J Med Chem. 2020 Oct 8;63(19):10742-10772. doi: 10.1021/acs.jmedchem.0c00523. Epub 2020 Jun 10.
Enzymes are common targets in high-throughput screening and related campaigns. An analysis of papers published between 1990 and 2018 showed that kinases were the most common enzymes investigated, fluorescence-based assays were the most common readout method, and cancer and bacterial infections were the most common therapeutic areas. High-throughput screening and fragment-screening campaigns published between 2017 and 2019 were analyzed in more depth, giving 75 examples of hit to lead development. Kinases, phosphatases, proteases, and peptidases were the most common targets, fluorescent assays were the most commonly used, and a wide variety of structural features were observed within the derived drugs. Hit frequency was largely independent of library size and positively correlated with ' value for the assay. Binding of metal ions to library compounds and substrates is an underappreciated source of false-positive results and unreproducible behavior.

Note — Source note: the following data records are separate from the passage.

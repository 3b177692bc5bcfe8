//! Rotation and expiry timers
//!
//! One timer per active platform forces a rotation every interval,
//! whether or not the current session is near expiry. A separate sweep
//! timer retires expired store rows and purges stale cache entries.
//! Each timer body runs inside its own task, so firings of the same
//! timer never overlap.

use crate::manager::SessionManager;
use std::sync::{Mutex, Weak};
use std::time::Duration;
use tokio::task::JoinHandle;
use tokio::time::MissedTickBehavior;
use tracing::{debug, warn};

/// Owns the background timer tasks for a session manager.
#[derive(Default)]
pub struct RotationScheduler {
    handles: Mutex<Vec<JoinHandle<()>>>,
}

impl RotationScheduler {
    pub fn new() -> Self {
        Self::default()
    }

    /// Spawn the per-platform rotation timer. Holds only a weak
    /// reference to the manager; the task exits once the manager is
    /// gone.
    pub fn start_rotation(
        &self,
        manager: Weak<SessionManager>,
        platform: String,
        interval: Duration,
    ) {
        let handle = tokio::spawn(async move {
            let mut ticker = tokio::time::interval(interval);
            ticker.set_missed_tick_behavior(MissedTickBehavior::Delay);
            // interval fires immediately; rotation waits a full period
            ticker.tick().await;

            loop {
                ticker.tick().await;
                let Some(manager) = manager.upgrade() else { break };

                match manager.rotate_session(&platform).await {
                    Ok(session) => {
                        debug!(platform = %platform, session_id = %session.id, "Scheduled rotation")
                    }
                    Err(e) => {
                        warn!(platform = %platform, error = %e, "Scheduled rotation failed")
                    }
                }
            }
        });

        self.track(handle);
    }

    /// Spawn the expiry sweep timer.
    pub fn start_sweep(&self, manager: Weak<SessionManager>, interval: Duration) {
        let handle = tokio::spawn(async move {
            let mut ticker = tokio::time::interval(interval);
            ticker.set_missed_tick_behavior(MissedTickBehavior::Delay);
            ticker.tick().await;

            loop {
                ticker.tick().await;
                let Some(manager) = manager.upgrade() else { break };

                if let Err(e) = manager.run_expiry_sweep().await {
                    warn!(error = %e, "Expiry sweep failed");
                }
            }
        });

        self.track(handle);
    }

    /// Abort every timer task.
    pub fn shutdown(&self) {
        let handles = match self.handles.lock() {
            Ok(mut handles) => handles.drain(..).collect::<Vec<_>>(),
            Err(_) => return,
        };
        for handle in handles {
            handle.abort();
        }
    }

    pub fn timer_count(&self) -> usize {
        self.handles.lock().map(|h| h.len()).unwrap_or(0)
    }

    fn track(&self, handle: JoinHandle<()>) {
        if let Ok(mut handles) = self.handles.lock() {
            handles.push(handle);
        }
    }
}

酶是高通量筛选和相关研究中的常见靶点。对 1990 年至 2018 年间发表的论文进行分析后表明,激酶是研究最多的酶,基于荧光的检测方法是最常见的检测手段,癌症和细菌感染是最常见的治疗领域。对 2017 年至 2019 年发表的高通量筛选和片段筛选研究进行了更深入的分析,得到了 75 个从命中发现先导化合物的开发实例。激酶、磷酸酶、蛋白酶和肽酶是最常见的靶标,荧光检测法是最常用的方法,在所衍生的药物中观察到了各种各样的结构特征。命中频率在很大程度上与文库大小无关,而与检测的“ 值呈正相关。金属离子与文库化合物和底物的结合是假阳性结果和不可重现行为的一个被低估的来源。